Search the entries for the word "filename" and copy each line that has it.

#### Supplied material
···

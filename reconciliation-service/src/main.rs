//! Reconciliation Service entry point.

use reconciliation_service::config::ReconciliationConfig;
use reconciliation_service::services::init_metrics;
use reconciliation_service::startup::Application;

use service_core::observability::init_tracing;
use tokio::signal;

async fn shutdown_signal() {
    let ctrl_c = async {
        signal::ctrl_c()
            .await
            .expect("Failed to install Ctrl+C handler");
    };

    #[cfg(unix)]
    let terminate = async {
        signal::unix::signal(signal::unix::SignalKind::terminate())
            .expect("Failed to install SIGTERM handler")
            .recv()
            .await;
    };

    #[cfg(not(unix))]
    let terminate = std::future::pending::<()>();

    tokio::select! {
        _ = ctrl_c => {},
        _ = terminate => {},
    }

    tracing::info!("Shutdown signal received, starting graceful shutdown");
}

#[tokio::main]
async fn main() -> std::io::Result<()> {
    // Load configuration
    let config = ReconciliationConfig::from_env().map_err(|e| {
        eprintln!("Failed to load configuration: {}", e);
        std::io::Error::other(format!("Configuration error: {}", e))
    })?;

    // Initialize tracing
    init_tracing(
        &config.service_name,
        &config.log_level,
        config.otlp_endpoint.as_deref(),
    );

    tracing::info!(
        version = env!("CARGO_PKG_VERSION"),
        otlp_endpoint = ?config.otlp_endpoint,
        "Starting reconciliation-service"
    );

    // Initialize metrics
    init_metrics();

    tracing::info!(
        service_name = %config.service_name,
        http_port = %config.common.port,
        default_currency = %config.default_currency,
        max_upload_bytes = config.max_upload_bytes,
        sepa_creditor_configured = config.sepa.creditor.is_some(),
        "Configuration loaded"
    );

    // Build and run application
    let app = Application::build(config).await.map_err(|e| {
        tracing::error!(error = %e, "Failed to build application");
        std::io::Error::other(format!("Application build error: {}", e))
    })?;

    // Run with graceful shutdown
    tokio::select! {
        result = app.run_until_stopped() => {
            if let Err(e) = result {
                tracing::error!(error = %e, "Application error");
                return Err(e);
            }
        }
        _ = shutdown_signal() => {
            tracing::info!("Graceful shutdown initiated");
        }
    }

    tracing::info!("Service shutdown complete");
    Ok(())
}
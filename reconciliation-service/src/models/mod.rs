//! Domain models for reconciliation-service.

mod bank_record;
mod payment;

pub use bank_record::{BankRecord, DebitCredit, RecordType};
pub use payment::{
    Payment, PaymentDirection, PaymentError, PaymentStatus, PaymentType, StatusChange,
};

···

#### Response below
filename reconciliation-service/src/main.rs
filename reconciliation-service/src/models/mod.rs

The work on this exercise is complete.